WHAT THE TASK ASKS »
Search the lines of the records for the word "contains", and copy every line that has it.

# # # # #

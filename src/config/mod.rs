// Configuration module for ARM Wizards
//
// This module handles Azure Active Directory authentication, cloud
// environment selection, and wizard settings.

pub mod auth;
pub mod manager;
pub mod types;

// Re-export commonly used types
pub use auth::{AccessToken, ClientSecretCredential, TokenCredential};
pub use manager::ConfigManager;
pub use types::{
    AzureConfig, AzureEnvironment, ConfigPaths, EnvVars, LogLevel, ValidationReport,
    WizardSettings,
};
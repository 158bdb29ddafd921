// Wizard module for ARM Wizards
//
// This module provides the step-sequencing engine and the shared context
// that provisioning wizards thread through their steps.

pub mod context;
pub mod engine;
pub mod error;

// Re-export commonly used types
pub use context::ProvisionContext;
pub use engine::{ExecuteStep, PromptStep, Wizard, WizardOptions};
pub use error::WizardError;
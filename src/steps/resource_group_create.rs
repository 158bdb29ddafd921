// Resource group creation step for ARM Wizards
//
// Execute-phase step that creates the resource group the prompt phase named
// and located. Runs only after all prompting for the run has completed.

use async_trait::async_trait;
use tracing::info;

use crate::wizard::{ExecuteStep, ProvisionContext, WizardError};

/// Execute step that creates the new resource group
pub struct ResourceGroupCreateStep;

impl ResourceGroupCreateStep {
    /// Create the creation step
    pub fn new() -> Self {
        Self
    }
}

impl Default for ResourceGroupCreateStep {
    fn default() -> Self {
        Self::new()
    }
}

#[async_trait]
impl ExecuteStep<ProvisionContext> for ResourceGroupCreateStep {
    async fn execute(&mut self, ctx: &mut ProvisionContext) -> Result<(), WizardError> {
        let name = ctx.new_resource_group_name.clone().ok_or_else(|| {
            WizardError::Validation(
                "no resource group name was collected before the create step".to_string(),
            )
        })?;
        let location = ctx.location.clone().ok_or_else(|| {
            WizardError::Validation(
                "no location was collected before the create step".to_string(),
            )
        })?;

        info!("Creating resource group {} in {}", name, location);
        let created = ctx.arm.create_resource_group(&name, &location).await?;
        info!("Created resource group {}", created.id);

        ctx.resource_group = Some(created);
        Ok(())
    }
}
// Wizard steps module for ARM Wizards
//
// This module contains the concrete prompt and execute steps that resolve or
// create the resource group a wizard run provisions into.

pub mod location_list;
pub mod resource_group_create;
pub mod resource_group_list;
pub mod resource_group_name;

// Re-export commonly used types
pub use location_list::LocationListStep;
pub use resource_group_create::ResourceGroupCreateStep;
pub use resource_group_list::{ResourceGroupListStep, CREATE_NEW_LABEL};
pub use resource_group_name::ResourceGroupNameStep;

/// Naming constraints applied to a resource kind
#[derive(Debug, Clone, Copy, PartialEq, Eq)]
pub struct NamingRules {
    /// Minimum name length in characters
    pub min_length: usize,
    /// Maximum name length in characters
    pub max_length: usize,
}

/// Naming constraints for Azure resource groups
pub const RESOURCE_GROUP_NAMING_RULES: NamingRules = NamingRules {
    min_length: 1,
    max_length: 90,
};

impl NamingRules {
    /// Check a candidate name against these rules.
    ///
    /// Returns the reason the name is invalid, suitable for showing to the
    /// user before re-prompting.
    pub fn validate(&self, name: &str) -> Result<(), String> {
        let length = name.chars().count();

        if length < self.min_length {
            return Err(format!(
                "The name must be at least {} character(s) long",
                self.min_length
            ));
        }

        if length > self.max_length {
            return Err(format!(
                "The name must be at most {} characters long",
                self.max_length
            ));
        }

        if let Some(invalid) = name.chars().find(|c| !Self::is_allowed_char(*c)) {
            return Err(format!("The name contains an invalid character: '{}'", invalid));
        }

        Ok(())
    }

    // Resource group names allow alphanumerics, periods, underscores,
    // hyphens, and parentheses.
    fn is_allowed_char(c: char) -> bool {
        c.is_ascii_alphanumeric() || matches!(c, '.' | '_' | '-' | '(' | ')')
    }
}
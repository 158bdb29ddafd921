// Interactive input abstraction for ARM Wizards
//
// Prompt steps never talk to a terminal directly; they go through the
// UserInput collaborator, which can be an interactive terminal or a
// scripted stand-in.

use async_trait::async_trait;

use crate::wizard::WizardError;

/// One selectable entry as the picker renders it
#[derive(Debug, Clone, PartialEq, Eq)]
pub struct PickEntry {
    /// Primary label
    pub label: String,
    /// Secondary detail shown next to the label
    pub description: Option<String>,
}

/// A selectable candidate carrying typed data
#[derive(Debug, Clone)]
pub struct QuickPickItem<T> {
    /// Primary label
    pub label: String,
    /// Secondary detail shown next to the label
    pub description: Option<String>,
    /// Value returned when this candidate is chosen
    pub data: T,
}

impl<T> QuickPickItem<T> {
    /// Create a candidate with the given label and data
    pub fn new(label: impl Into<String>, data: T) -> Self {
        Self {
            label: label.into(),
            description: None,
            data,
        }
    }

    /// Attach a description
    pub fn with_description(mut self, description: impl Into<String>) -> Self {
        self.description = Some(description.into());
        self
    }

    fn entry(&self) -> PickEntry {
        PickEntry {
            label: self.label.clone(),
            description: self.description.clone(),
        }
    }
}

/// Options for a quick-pick interaction
#[derive(Debug, Clone, Default)]
pub struct QuickPickOptions {
    /// Placeholder prompt shown while picking
    pub place_holder: String,
    /// Stable identifier; implementations may recall the previous choice
    /// made under the same identifier
    pub id: Option<String>,
}

impl QuickPickOptions {
    /// Create options with the given placeholder
    pub fn new(place_holder: impl Into<String>) -> Self {
        Self {
            place_holder: place_holder.into(),
            id: None,
        }
    }

    /// Attach a stable identifier
    pub fn with_id(mut self, id: impl Into<String>) -> Self {
        self.id = Some(id.into());
        self
    }
}

/// Options for a free-text input interaction
#[derive(Debug, Clone, Default)]
pub struct InputBoxOptions {
    /// Prompt shown before the input
    pub prompt: String,
    /// Value used when the user submits without typing
    pub default: Option<String>,
}

impl InputBoxOptions {
    /// Create options with the given prompt
    pub fn new(prompt: impl Into<String>) -> Self {
        Self {
            prompt: prompt.into(),
            default: None,
        }
    }

    /// Attach a default value
    pub fn with_default(mut self, default: impl Into<String>) -> Self {
        self.default = Some(default.into());
        self
    }
}

/// The interactive collaborator prompt steps talk to
#[async_trait]
pub trait UserInput: Send + Sync {
    /// Present entries and return the index of the chosen one.
    ///
    /// Dismissing the picker surfaces as `WizardError::Cancelled`, never as
    /// an application error.
    async fn pick(
        &self,
        entries: &[PickEntry],
        options: &QuickPickOptions,
    ) -> Result<usize, WizardError>;

    /// Ask for a line of text
    async fn input(&self, options: &InputBoxOptions) -> Result<String, WizardError>;
}

/// Present typed candidates and return the chosen candidate's data
pub async fn show_quick_pick<T: Send>(
    ui: &dyn UserInput,
    items: Vec<QuickPickItem<T>>,
    options: &QuickPickOptions,
) -> Result<T, WizardError> {
    let entries: Vec<PickEntry> = items.iter().map(QuickPickItem::entry).collect();
    let index = ui.pick(&entries, options).await?;

    let mut items = items;
    if index >= items.len() {
        return Err(WizardError::Validation(format!(
            "picker returned index {} for {} candidates",
            index,
            items.len()
        )));
    }
    Ok(items.swap_remove(index).data)
}
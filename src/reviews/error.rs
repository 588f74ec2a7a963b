use axum::{
    http::StatusCode,
    response::{IntoResponse, Response},
    Json,
};
use serde_json::json;

/// Error types for review operations
#[derive(Debug, thiserror::Error)]
pub enum ReviewError {
    #[error("Database error: {0}")]
    DatabaseError(String),

    #[error("Order not found")]
    OrderNotFound,

    #[error("Store not found")]
    StoreNotFound,

    #[error("Forbidden: {0}")]
    Forbidden(String),

    #[error("Order is not eligible for review: {0}")]
    NotEligible(String),

    #[error("This order has already been reviewed")]
    DuplicateReview,

    #[error("Invalid pagination: {0}")]
    InvalidPagination(String),

    #[error("Validation error: {0}")]
    ValidationError(String),
}

impl From<sqlx::Error> for ReviewError {
    fn from(err: sqlx::Error) -> Self {
        // A unique violation on order_id means the order was reviewed
        // concurrently; surface it as the duplicate it is.
        if let sqlx::Error::Database(ref db_err) = err {
            if db_err.code().as_deref() == Some("23505") {
                return ReviewError::DuplicateReview;
            }
        }
        ReviewError::DatabaseError(err.to_string())
    }
}

impl IntoResponse for ReviewError {
    fn into_response(self) -> Response {
        let (status, error_message) = match self {
            ReviewError::DatabaseError(msg) => {
                tracing::error!("Review database error: {}", msg);
                (
                    StatusCode::INTERNAL_SERVER_ERROR,
                    "An internal error occurred".to_string(),
                )
            }
            ReviewError::OrderNotFound => {
                (StatusCode::NOT_FOUND, "Order not found".to_string())
            }
            ReviewError::StoreNotFound => {
                (StatusCode::NOT_FOUND, "Store not found".to_string())
            }
            ReviewError::Forbidden(msg) => (StatusCode::FORBIDDEN, msg),
            ReviewError::NotEligible(msg) => (StatusCode::BAD_REQUEST, msg),
            ReviewError::DuplicateReview => (
                StatusCode::CONFLICT,
                "This order has already been reviewed".to_string(),
            ),
            ReviewError::InvalidPagination(msg) => (StatusCode::BAD_REQUEST, msg),
            ReviewError::ValidationError(msg) => (StatusCode::BAD_REQUEST, msg),
        };

        let body = Json(json!({
            "error": error_message,
        }));

        (status, body).into_response()
    }
}
pub mod error;
pub mod middleware;
pub mod models;
pub mod token;

pub use error::*;
pub use middleware::*;
pub use models::*;
pub use token::*;
// Application-wide constants shared across the domain modules

/// Lower bound of the allowed discount band, in percent.
pub const MIN_DISCOUNT_PERCENTAGE: u32 = 10;

/// Upper bound of the allowed discount band, in percent.
pub const MAX_DISCOUNT_PERCENTAGE: u32 = 90;

/// Maximum stock a single item listing may carry.
pub const MAX_ITEM_QUANTITY: i32 = 50;

/// Maximum length of a review comment, in characters.
pub const MAX_COMMENT_LENGTH: u64 = 500;

/// Maximum number of photos attached to a single review.
pub const MAX_REVIEW_PHOTOS: usize = 3;

/// Default page size for store review listings.
pub const DEFAULT_REVIEW_PAGE_SIZE: u32 = 20;

/// Maximum page size accepted for store review listings.
pub const MAX_REVIEW_PAGE_SIZE: u32 = 100;

/// Storage key under which the serialized cart is persisted on the device.
pub const CART_STORAGE_KEY: &str = "food-rescue-cart";

/// Dietary tags an item may carry. Tags outside this vocabulary are rejected
/// at the schema boundary.
pub const FOOD_TAGS: &[&str] = &[
    "meaty",
    "dairy",
    "vegan",
    "vegetarian",
    "gluten_free",
    "kosher",
    "halal",
];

# # # # #

WRITTEN SOLUTION »
// This module contains the concrete prompt and execute steps that resolve or
            return Err(format!("The name contains an invalid character: '{}'", invalid));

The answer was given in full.